Moroccan gastronomy illustrates the country: warm, generous, colourful, fragrant, subtle…
Morocco’s cuisine reflects the country’s rich and varied cultural heritage.
Subtly composed of a wide range of flavours and striking scents, Moroccan gastronomy is a harmonious blend of Berber, Arab-Andalusian, and Jewish culinary traditions.
Mechoui, pastilla, tagine, couscous… Moroccan cuisine is all about patience and tradition.
We take you on a journey of thousand flavors.

MOROCCAN CUISINE: A JOURNEY THROUGH SENSES

In souks, spice stalls create a striking array of colors and flavors: the red of paprika, the beige of cumin, the yellow of turmeric, or the green of aniseed seeds compose a palette of colors and senses.
These natural products are presented in woven baskets or plastic bins. A true hymn to the senses.

Spice stall in the souk of Fez
Spice stall in the souks of Fez

The origins of Moroccan cuisine

Moroccan cuisine is characterized by a great diversity of dishes. Best known are couscous, countless tagines, pastilla, and mechoui. Yet there are more dishes often known only to Moroccans, such as tajine mrouzia, harira (traditional lentil soup of breaking the fast of Ramadan), seffa (sweet couscous) and recipes more specific to the regions.
Moroccan gastronomy is defined by the various influences it has faced through history.
The Bedouins brought dates, milk, and bread while the Moors introduced olive oil, almonds, fruits, and herbs. The Arabs brought spices, not to mention the British who, in the 18th century, imported the famous tea.
Ultimately, sub-Saharan, Jewish and even Indian delights had significant influences on Moroccan gastronomy.

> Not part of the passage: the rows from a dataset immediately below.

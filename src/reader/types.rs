//! In-memory types for parsed sensor recordings.
//!
//! A series keeps only what its file header provides (start time and rate);
//! timing of every sample is derived from those two values.

use serde::{Deserialize, Serialize};
use std::fmt;

/// Sensor stream type recorded by the wristband.
#[derive(Debug, Clone, Copy, PartialEq, Eq, Hash, PartialOrd, Ord, Serialize, Deserialize)]
#[serde(rename_all = "UPPERCASE")]
pub enum Modality {
    /// Electrodermal activity
    Eda,
    /// Heart rate
    Hr,
    /// Skin temperature
    Temp,
    /// Blood-volume pulse
    Bvp,
    /// Three-axis acceleration
    Acc,
}

impl Modality {
    /// Every modality, in the order folders are processed.
    pub const ALL: [Modality; 5] = [
        Modality::Eda,
        Modality::Temp,
        Modality::Bvp,
        Modality::Hr,
        Modality::Acc,
    ];

    /// Name of the file holding this modality inside a recording folder.
    pub fn file_name(self) -> &'static str {
        match self {
            Modality::Eda => "EDA.csv",
            Modality::Hr => "HR.csv",
            Modality::Temp => "TEMP.csv",
            Modality::Bvp => "BVP.csv",
            Modality::Acc => "ACC.csv",
        }
    }

    /// Label used in output file names.
    pub fn label(self) -> &'static str {
        match self {
            Modality::Eda => "EDA",
            Modality::Hr => "HR",
            Modality::Temp => "TEMP",
            Modality::Bvp => "BVP",
            Modality::Acc => "ACC",
        }
    }

    /// Number of values per sample row.
    pub fn sample_width(self) -> usize {
        match self {
            Modality::Acc => 3,
            _ => 1,
        }
    }

    /// Whether extracted segments pass through signal conditioning.
    pub fn is_conditioned(self) -> bool {
        matches!(self, Modality::Eda)
    }
}

impl fmt::Display for Modality {
    fn fmt(&self, f: &mut fmt::Formatter<'_>) -> fmt::Result {
        f.write_str(self.label())
    }
}

/// A parsed sensor file.
///
/// `samples` is row-major: each row holds `width` consecutive values.
#[derive(Debug, Clone, PartialEq, Serialize, Deserialize)]
pub struct SensorSeries {
    pub modality: Modality,
    /// Recording start, epoch seconds
    pub start_time: f64,
    /// Sampling frequency in Hz (always > 0)
    pub sampling_rate: f64,
    /// Values per row
    pub width: usize,
    samples: Vec<f64>,
}

impl SensorSeries {
    /// Build a series from row-major samples.
    ///
    /// Returns `None` when the rate is not a positive finite number or the
    /// sample count is not a multiple of the modality's width.
    pub fn new(
        modality: Modality,
        start_time: f64,
        sampling_rate: f64,
        samples: Vec<f64>,
    ) -> Option<Self> {
        let width = modality.sample_width();
        if !(sampling_rate.is_finite() && sampling_rate > 0.0) || samples.len() % width != 0 {
            return None;
        }
        Some(Self {
            modality,
            start_time,
            sampling_rate,
            width,
            samples,
        })
    }

    /// The series a failed read yields: no rows, contributes no segments.
    pub fn empty(modality: Modality) -> Self {
        Self {
            modality,
            start_time: 0.0,
            sampling_rate: 1.0,
            width: modality.sample_width(),
            samples: Vec::new(),
        }
    }

    /// Number of sample rows.
    pub fn len(&self) -> usize {
        self.samples.len() / self.width
    }

    pub fn is_empty(&self) -> bool {
        self.samples.is_empty()
    }

    /// Time just past the last sample, derived from the header.
    pub fn end_time(&self) -> f64 {
        self.start_time + self.len() as f64 / self.sampling_rate
    }

    /// Whether a timestamp lies in `[start_time, end_time]`.
    pub fn covers(&self, timestamp: f64) -> bool {
        timestamp >= self.start_time && timestamp <= self.end_time()
    }

    /// Raw row-major payload.
    pub fn samples(&self) -> &[f64] {
        &self.samples
    }

    /// Rows `[from, to)` as a flat slice. Bounds must already be clamped.
    pub fn rows(&self, from: usize, to: usize) -> &[f64] {
        &self.samples[from * self.width..to * self.width]
    }
}

/// Where a segment was cut from.
#[derive(Debug, Clone, Copy, PartialEq, Serialize, Deserialize)]
#[serde(tag = "kind", rename_all = "snake_case")]
pub enum SegmentOrigin {
    /// Centered on an event tag
    Tag { timestamp: f64 },
    /// Between two boundaries (tags or recording edges)
    InterTag { from: f64, to: f64 },
    /// The entire recording of a folder without tags
    WholeRecording,
    /// Fixed-length window, numbered within its source
    Window { index: usize },
}

/// A contiguous run of rows taken from one series.
#[derive(Debug, Clone, PartialEq, Serialize, Deserialize)]
pub struct Segment {
    pub modality: Modality,
    pub origin: SegmentOrigin,
    /// First row of the segment within its source
    pub start_index: usize,
    /// Values per row
    pub width: usize,
    /// Row-major values
    pub values: Vec<f64>,
}

impl Segment {
    /// Copy rows `[from, to)` of a series into a new segment.
    pub fn from_rows(series: &SensorSeries, origin: SegmentOrigin, from: usize, to: usize) -> Self {
        Self {
            modality: series.modality,
            origin,
            start_index: from,
            width: series.width,
            values: series.rows(from, to).to_vec(),
        }
    }

    /// Number of rows in the segment.
    pub fn len(&self) -> usize {
        if self.width == 0 {
            0
        } else {
            self.values.len() / self.width
        }
    }

    pub fn is_empty(&self) -> bool {
        self.values.is_empty()
    }

    /// Row range `[start, end)` within the source series.
    pub fn index_range(&self) -> std::ops::Range<usize> {
        self.start_index..self.start_index + self.len()
    }
}

#[cfg(test)]
mod tests {
    use super::*;

    #[test]
    fn test_end_time_is_derived() {
        let series = SensorSeries::new(Modality::Eda, 1000.0, 4.0, vec![0.0; 400]).unwrap();
        assert_eq!(series.len(), 400);
        assert_eq!(series.end_time(), 1100.0);
        assert!(series.covers(1000.0));
        assert!(series.covers(1100.0));
        assert!(!series.covers(1100.5));
    }

    #[test]
    fn test_acc_rows_have_three_values() {
        let samples: Vec<f64> = (0..12).map(f64::from).collect();
        let series = SensorSeries::new(Modality::Acc, 0.0, 32.0, samples).unwrap();
        assert_eq!(series.len(), 4);
        assert_eq!(series.rows(1, 2), &[3.0, 4.0, 5.0]);
    }

    #[test]
    fn test_invalid_series_rejected() {
        assert!(SensorSeries::new(Modality::Hr, 0.0, 0.0, vec![1.0]).is_none());
        assert!(SensorSeries::new(Modality::Hr, 0.0, f64::NAN, vec![1.0]).is_none());
        assert!(SensorSeries::new(Modality::Acc, 0.0, 32.0, vec![1.0, 2.0]).is_none());
    }

    #[test]
    fn test_modality_labels() {
        assert_eq!(Modality::Eda.file_name(), "EDA.csv");
        assert_eq!(Modality::Acc.to_string(), "ACC");
        assert!(Modality::Eda.is_conditioned());
        assert!(!Modality::Bvp.is_conditioned());
    }
}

Moroccan gastronomy: an oral tradition

In Morocco, cooking recipes have always been family secrets and the first Moroccan restaurants did not appear until the 1980s.
Moroccan delights are the secret of the «dadas», the governesses of the Moroccan houses of yesteryear. They are the memory of the noble families, of their values and their cooking secrets, inherited from a rich oral tradition, which they themselves pass on to their daughters, when time comes.
Overall, women reproduce the actions and habits of their mothers and grandmothers. They ignore recipe books and precise ingredients measurements.
Hence, sitting at a Moroccan table is an encounter with cooking secrets, jealously kept in the memories of mothers and grandmothers for generations and not written to this day.
Tasting their dishes is unique a journey through time, flavors and families intimacy.
In fact, every Moroccan family will say that the best couscous, or the best tagine is prepared at their home and nowhere else.

Dîner à Mayfez
Dining at Mayfez

Moroccan recipes

Endless combinations of simmering spices and herbs are the secrets of Moroccan gastronomy.

Latifa Benanni-Smires was the first Moroccan lady to dedicate a cookbook to Moroccan cuisine. It has also been one of the first gift that I received from my husband, after we had met. I must confess that, at the time, I have not been really happy about the gift… Yet, till today, the book sits on one of my kitchen shelves, sticky and relatively damaged…

The author had decided to put on paper the secrets of family cooking, she, who did not know how to cook. The most famous book of Moroccan cuisine was thus born from the hand of a “bourgeois” who loved flavors but did not know how to concoct them. Her cookbook is therefore inked in tradition and honors the “dadas” and cooks who told their recipes to the lady who wrote them for the first time.
Finally, I must admit that the gift has not been such a bad idea:-).

CONTEMPORARY MOROCCAN CULINARY ART

Today, Moroccan cuisine is changing and evolving. The purists of tradition and young cooks clash over their views and definition of Moroccan food. The young Moroccan chefs, often educated by the greatest European chefs, aim to developing a new modern Moroccan culinary art.
Traditionalist Moroccans, on the other hand, do not like the principle of seeing their beloved cuisine questioned. Occasionally, I like to remind them that if the French chefs had not diversified their art, we would still be eating only sauerkraut and veal blanquette. Not that these dishes are not delicious, on the contrary, but modern cuisine brings something else, a visual spectacle, on the one hand, and more subtle and complex flavors, on the other hand. In fact, nothing prevents the two from coexisting together.


In Fez, the Nur Restaurant from Najat Kaanache epitomizes Moroccan inventive cuisine.

Trained at El Bulli, Catalonia’s famous Michelin triple star rated restaurant, Najat puts passion and imagination at the heart of her culinary creations. Nestled in the heart of a small alley in the medina of Fez, the Nur Restaurant is a symbol of a forward moving Morocco. Yet tourist guides are often reluctant to recommend the place. For them, Najat’s cuisine is not Moroccan. In fact, they just do not understand her inventive cuisine. Yet Moroccan flavors are to be found in all her dishes. Unique degustation menu composed of eight or nine creative and tasty mini dishes are a must try when visiting Fez.